Arthur Cordier (1993, Belgium) worked in an advertising agency, but he hates advertising. From the experience remained a constant interest in the study of urban and commercial trickery – also known in French as roublardise. To reveal the economical construct of urban contexts, he uses the effectiveness of commercial strategies against itself in a tautological and often parasitic manner. To a further extent he tackles the aesthetics of bureaucracy, entrepreneurship, and efficiency through relational, situational, and contextually-specific works, self-reflecting upon the economy of artistic practice in a production-driven society.
LANDSCAPE
Since 2021, he has pursued a series of landscape paintings using heavy-duty truck tarpaulin and adhesive vinyl as a contemporary reflection on advertising, highways, in other words, landscape.
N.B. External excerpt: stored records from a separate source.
//! RGBA color type, hex parsing and the toolbar palette.

use thiserror::Error;

/// Represents an RGBA color with floating-point components.
///
/// All components are in the range 0.0 (minimum) to 1.0 (maximum).
///
/// # Examples
///
/// ```
/// use doodleboard::draw::Color;
/// let red = Color { r: 1.0, g: 0.0, b: 0.0, a: 1.0 };
/// let slate = Color::from_hex("#4a5568").unwrap();
/// assert_eq!(slate.to_hex(), "#4a5568");
/// ```
#[derive(Clone, Copy, Debug, PartialEq)]
pub struct Color {
    /// Red component (0.0 = no red, 1.0 = full red)
    pub r: f64,
    /// Green component (0.0 = no green, 1.0 = full green)
    pub g: f64,
    /// Blue component (0.0 = no blue, 1.0 = full blue)
    pub b: f64,
    /// Alpha/transparency (0.0 = fully transparent, 1.0 = fully opaque)
    pub a: f64,
}

/// Errors produced when parsing a `#rrggbb` color string.
#[derive(Debug, Error, PartialEq, Eq)]
pub enum ColorParseError {
    #[error("color '{0}' must start with '#'")]
    MissingHash(String),

    #[error("color '{0}' must have exactly six hex digits")]
    InvalidLength(String),

    #[error("color '{0}' contains non-hex digits")]
    InvalidDigit(String),
}

impl Color {
    /// Creates a new color from RGBA components.
    ///
    /// All values should be in the range 0.0 to 1.0.
    pub fn new(r: f64, g: f64, b: f64, a: f64) -> Self {
        Self { r, g, b, a }
    }

    /// Creates an opaque color from 8-bit channels.
    pub const fn from_rgb8(r: u8, g: u8, b: u8) -> Self {
        Self {
            r: r as f64 / 255.0,
            g: g as f64 / 255.0,
            b: b as f64 / 255.0,
            a: 1.0,
        }
    }

    /// Parses an opaque color from a `#rrggbb` string (case-insensitive).
    pub fn from_hex(value: &str) -> Result<Self, ColorParseError> {
        let digits = value
            .strip_prefix('#')
            .ok_or_else(|| ColorParseError::MissingHash(value.to_string()))?;
        if digits.len() != 6 {
            return Err(ColorParseError::InvalidLength(value.to_string()));
        }
        if !digits.chars().all(|c| c.is_ascii_hexdigit()) {
            return Err(ColorParseError::InvalidDigit(value.to_string()));
        }

        let channel = |range: std::ops::Range<usize>| {
            u8::from_str_radix(&digits[range], 16)
                .map_err(|_| ColorParseError::InvalidDigit(value.to_string()))
        };
        Ok(Self::from_rgb8(channel(0..2)?, channel(2..4)?, channel(4..6)?))
    }

    /// Formats the RGB channels as a lowercase `#rrggbb` string (alpha is dropped).
    pub fn to_hex(&self) -> String {
        let [r, g, b] = self.to_rgb8();
        format!("#{r:02x}{g:02x}{b:02x}")
    }

    /// Returns the RGB channels quantized to 8 bits.
    pub fn to_rgb8(&self) -> [u8; 3] {
        let quantize = |c: f64| (c.clamp(0.0, 1.0) * 255.0).round() as u8;
        [quantize(self.r), quantize(self.g), quantize(self.b)]
    }
}

// ============================================================================
// Palette Colors
// ============================================================================

/// Black (#000000), the default brush color
pub const BLACK: Color = Color::from_rgb8(0x00, 0x00, 0x00);

/// Slate gray (#4a5568)
pub const SLATE: Color = Color::from_rgb8(0x4a, 0x55, 0x68);

/// Red (#e53e3e)
pub const RED: Color = Color::from_rgb8(0xe5, 0x3e, 0x3e);

/// Green (#38a169)
pub const GREEN: Color = Color::from_rgb8(0x38, 0xa1, 0x69);

/// Blue (#3182ce)
pub const BLUE: Color = Color::from_rgb8(0x31, 0x82, 0xce);

/// Purple (#805ad5)
pub const PURPLE: Color = Color::from_rgb8(0x80, 0x5a, 0xd5);

/// Yellow (#d69e2e)
pub const YELLOW: Color = Color::from_rgb8(0xd6, 0x9e, 0x2e);

/// Orange (#dd6b20)
pub const ORANGE: Color = Color::from_rgb8(0xdd, 0x6b, 0x20);

/// White (#ffffff), also the nominal color of the eraser
pub const WHITE: Color = Color::from_rgb8(0xff, 0xff, 0xff);

/// Sky blue (#4299e1)
pub const SKY: Color = Color::from_rgb8(0x42, 0x99, 0xe1);

/// Fully transparent color
pub const TRANSPARENT: Color = Color {
    r: 0.0,
    g: 0.0,
    b: 0.0,
    a: 0.0,
};

/// Swatches offered by the color picker, in display order.
pub const DEFAULT_PALETTE: [Color; 10] = [
    BLACK, SLATE, RED, GREEN, BLUE, PURPLE, YELLOW, ORANGE, WHITE, SKY,
];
His work contains oppositions of growth and death, birth and expiration, creation and consumption. The plant patterns visible in the paintings are vectorized representations of advertising office plants, which he documented in his previous project titled ‘Kunst_planten’. In Dutch, “kunst” is, of course, translated as art, but also as artificial or synthetic. All plants were borrowed for the duration of the exhibition from advertising offices in Belgium and the Netherlands – which was previously shown at Hgtomi Rosa in The Hague and IKOB Museum of Contemporary Art in Eupen, Belgium. The Mondriaan Fonds has granted him with Kunstenaar Start the past year, allowing him to exhibit new works during Prospects at Art Rotterdam in 2024. Additionally, his work was recently shown at Galerie Maurits van de Laar and HEDEN Gallery, both in The Hague, as well as TORCH Gallery in Amsterdam. Alongside his artistic practice, he is a co-founder of the artist initiative and project space The Balcony. Arthur work is part of the public collection of IKOB Museum of Contemporary Art, and private collections in Belgium and The Netherlands.
Currently Arthur is doing a residency at Biennale de l’Image Possible in Liège. Also he will be part of a new exhibition at Museum Leuven, opening June 29th.